▼▼▼

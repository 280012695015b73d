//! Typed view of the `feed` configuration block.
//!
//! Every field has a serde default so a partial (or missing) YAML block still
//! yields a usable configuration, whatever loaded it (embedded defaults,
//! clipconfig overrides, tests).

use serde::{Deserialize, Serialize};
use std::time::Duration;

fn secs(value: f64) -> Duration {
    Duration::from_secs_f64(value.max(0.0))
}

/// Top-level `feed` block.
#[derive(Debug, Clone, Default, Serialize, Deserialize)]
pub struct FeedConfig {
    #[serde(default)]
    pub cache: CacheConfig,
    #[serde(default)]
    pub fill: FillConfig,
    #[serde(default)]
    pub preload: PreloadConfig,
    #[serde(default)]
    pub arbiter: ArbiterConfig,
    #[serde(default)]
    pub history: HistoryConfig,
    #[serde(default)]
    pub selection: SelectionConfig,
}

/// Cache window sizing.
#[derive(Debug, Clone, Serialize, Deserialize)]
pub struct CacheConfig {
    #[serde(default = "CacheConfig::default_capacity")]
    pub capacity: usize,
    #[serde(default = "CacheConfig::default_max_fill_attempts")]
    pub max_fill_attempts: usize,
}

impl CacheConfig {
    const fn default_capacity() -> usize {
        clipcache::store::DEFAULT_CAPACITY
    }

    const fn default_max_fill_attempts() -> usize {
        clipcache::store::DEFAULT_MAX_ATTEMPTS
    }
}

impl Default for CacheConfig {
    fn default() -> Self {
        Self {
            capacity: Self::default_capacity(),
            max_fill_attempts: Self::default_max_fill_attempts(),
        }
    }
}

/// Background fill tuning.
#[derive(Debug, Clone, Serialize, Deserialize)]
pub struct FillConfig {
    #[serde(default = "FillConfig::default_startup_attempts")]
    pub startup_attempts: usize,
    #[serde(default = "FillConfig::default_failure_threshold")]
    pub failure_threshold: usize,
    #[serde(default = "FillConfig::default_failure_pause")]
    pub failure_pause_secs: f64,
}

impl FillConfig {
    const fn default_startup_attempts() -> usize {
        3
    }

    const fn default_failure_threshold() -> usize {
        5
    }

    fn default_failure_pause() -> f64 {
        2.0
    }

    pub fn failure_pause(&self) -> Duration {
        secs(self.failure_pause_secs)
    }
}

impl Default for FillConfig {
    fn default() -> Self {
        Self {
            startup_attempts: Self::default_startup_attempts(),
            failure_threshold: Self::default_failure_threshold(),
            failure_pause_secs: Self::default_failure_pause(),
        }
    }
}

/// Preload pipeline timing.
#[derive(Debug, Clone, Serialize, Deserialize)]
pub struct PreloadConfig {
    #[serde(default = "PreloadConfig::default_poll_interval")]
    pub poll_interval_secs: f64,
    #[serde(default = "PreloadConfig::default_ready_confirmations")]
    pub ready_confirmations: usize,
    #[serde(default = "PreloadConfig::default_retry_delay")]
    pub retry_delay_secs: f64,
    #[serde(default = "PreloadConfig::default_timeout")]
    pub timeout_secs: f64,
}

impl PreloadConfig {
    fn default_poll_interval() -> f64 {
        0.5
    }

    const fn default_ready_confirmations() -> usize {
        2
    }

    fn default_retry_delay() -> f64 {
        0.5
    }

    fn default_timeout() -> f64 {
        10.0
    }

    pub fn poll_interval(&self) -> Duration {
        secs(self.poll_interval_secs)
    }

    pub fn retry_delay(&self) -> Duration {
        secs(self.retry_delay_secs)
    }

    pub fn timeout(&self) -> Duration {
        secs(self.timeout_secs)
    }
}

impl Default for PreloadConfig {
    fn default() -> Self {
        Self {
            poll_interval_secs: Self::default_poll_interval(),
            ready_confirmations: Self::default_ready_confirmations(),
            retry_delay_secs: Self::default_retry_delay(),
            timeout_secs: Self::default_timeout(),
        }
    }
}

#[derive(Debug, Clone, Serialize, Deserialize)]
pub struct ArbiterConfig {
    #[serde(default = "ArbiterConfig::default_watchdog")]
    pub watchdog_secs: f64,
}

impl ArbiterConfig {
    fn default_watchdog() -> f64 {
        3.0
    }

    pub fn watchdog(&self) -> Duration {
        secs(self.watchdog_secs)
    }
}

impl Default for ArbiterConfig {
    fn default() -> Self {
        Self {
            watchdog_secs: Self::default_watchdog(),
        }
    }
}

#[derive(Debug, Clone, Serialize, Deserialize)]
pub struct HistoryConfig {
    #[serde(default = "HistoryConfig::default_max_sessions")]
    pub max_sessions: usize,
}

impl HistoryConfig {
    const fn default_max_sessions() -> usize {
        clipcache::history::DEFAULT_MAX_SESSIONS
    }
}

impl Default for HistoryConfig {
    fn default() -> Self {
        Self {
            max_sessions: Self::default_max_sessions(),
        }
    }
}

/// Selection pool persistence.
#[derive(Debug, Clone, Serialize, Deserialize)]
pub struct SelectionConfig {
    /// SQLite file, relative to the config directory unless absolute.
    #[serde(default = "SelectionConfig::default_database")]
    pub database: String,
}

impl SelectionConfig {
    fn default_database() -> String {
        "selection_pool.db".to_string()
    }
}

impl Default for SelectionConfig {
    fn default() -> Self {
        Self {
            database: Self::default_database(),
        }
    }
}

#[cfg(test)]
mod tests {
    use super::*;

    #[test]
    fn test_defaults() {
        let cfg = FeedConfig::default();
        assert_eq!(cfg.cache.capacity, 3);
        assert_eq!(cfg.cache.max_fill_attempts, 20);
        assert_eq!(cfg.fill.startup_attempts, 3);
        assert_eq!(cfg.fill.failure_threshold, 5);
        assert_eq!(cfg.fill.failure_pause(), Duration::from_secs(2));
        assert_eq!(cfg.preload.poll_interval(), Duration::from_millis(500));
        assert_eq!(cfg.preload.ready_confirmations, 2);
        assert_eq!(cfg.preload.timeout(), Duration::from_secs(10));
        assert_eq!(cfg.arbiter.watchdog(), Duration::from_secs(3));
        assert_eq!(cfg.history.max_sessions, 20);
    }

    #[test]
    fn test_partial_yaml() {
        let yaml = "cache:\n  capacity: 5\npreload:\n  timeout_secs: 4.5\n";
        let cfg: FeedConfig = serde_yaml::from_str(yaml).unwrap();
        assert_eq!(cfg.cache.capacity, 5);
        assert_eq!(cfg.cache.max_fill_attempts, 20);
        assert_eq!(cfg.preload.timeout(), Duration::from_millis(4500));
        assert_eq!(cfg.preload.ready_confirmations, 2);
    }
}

▲▲▲
▼▼▼

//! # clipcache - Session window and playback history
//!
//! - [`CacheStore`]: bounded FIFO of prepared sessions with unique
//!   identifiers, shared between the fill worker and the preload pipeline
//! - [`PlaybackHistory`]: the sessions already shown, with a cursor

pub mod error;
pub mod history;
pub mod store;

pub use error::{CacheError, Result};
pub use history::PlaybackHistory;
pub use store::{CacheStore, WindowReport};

▲▲▲

:: Task ::
Above are the entries. Copy exactly the part that opens with the line containing "repository 280012695015b73d" and closes with the line containing "Cache window sizing.", and no more.

:: Result of the exercise ::
repository 280012695015b73d
//! Typed view of the `feed` configuration block.
//!
//! Every field has a serde default so a partial (or missing) YAML block still
//! yields a usable configuration, whatever loaded it (embedded defaults,
//! clipconfig overrides, tests).

use serde::{Deserialize, Serialize};
use std::time::Duration;

fn secs(value: f64) -> Duration {
    Duration::from_secs_f64(value.max(0.0))
}

/// Top-level `feed` block.
#[derive(Debug, Clone, Default, Serialize, Deserialize)]
pub struct FeedConfig {
    #[serde(default)]
    pub cache: CacheConfig,
    #[serde(default)]
    pub fill: FillConfig,
    #[serde(default)]
    pub preload: PreloadConfig,
    #[serde(default)]
    pub arbiter: ArbiterConfig,
    #[serde(default)]
    pub history: HistoryConfig,
    #[serde(default)]
    pub selection: SelectionConfig,
}

/// Cache window sizing.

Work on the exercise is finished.